Tom Ewing’s Top 100 Singles Of The 90s

You don’t come to the Pet Shop Boys for bite, but still: this sinks its teeth deeper than any other song the band has written. The scenario: a man is angry with his girlfriend. But for the first verse, you’re not even sure she is his girlfriend, all you know is that the man is in love and thanks to her that love is curdling, turning into something awful but undeniable that half-wakes and twists within him. You’d be forgiven, of course, for thinking it was her the man loved, and I’ve used “Can You Forgive Her?” like that when I’ve needed to, looking in the song for that clammy moment of self-recognition, when you realise that your heart’s done the dirty on you, unconsulted and unapologetic: “You’re in love”. The first time the chorus comes round Neil Tennant even sounds sympathetic. The third time and he’s snarling, as disgusted as the girl by his subject’s refusal to admit the obvious, to name the thing that’s stirring inside him.
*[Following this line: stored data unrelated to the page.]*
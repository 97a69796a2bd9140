//! Fieldwork Application CLI

use std::process;

use clap::Parser;

mod cli;

#[tokio::main]
pub async fn main() {
    let _env = dotenvy::dotenv();

    if let Err(error) = cli::Cli::parse().run().await {
        eprintln!("{error}");
        process::exit(1);
    }
}
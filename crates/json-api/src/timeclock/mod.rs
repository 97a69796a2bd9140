//! Time Clock

mod errors;
mod handlers;
mod models;

pub(crate) use handlers::*;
I might be wrong, but “Can You Forgive Her?” is probably the only top ten pop hit about not wanting to admit to yourself that you’re gay. I’m pointing this out not because I think it subverted the charts or anything, just because it demonstrates what an unexpected and wonderful arena the charts can be. It went top ten because it’s so catchy and so relentless. Every grand orchestral stab is an accusation, a slap in the face; every lull a threat, and the band’s disco throb has never been so unforgiving. Tennant plays up to this – his voice slips easily from taunting not-quite-sympathy to a tone of pitiless reprimand: I think most consciences sound like this. And what he’s singing are some of his subtlest and best lyrics – “Remember when you were more easily led / Behind the cricket pavillion and the bicycle shed?”. The question “Can You Forgive Her?” ultimately asks – can facing up to a truth really be worse than stepping back into a lie? – sounds trite because it’s one that’s been asked so often you don’t think about it – until, of course, you have to. It’s not the question but the way of asking that makes “Can You Forgive Her?” magnificent pop, the kind of song that reminds you just how much the music can do.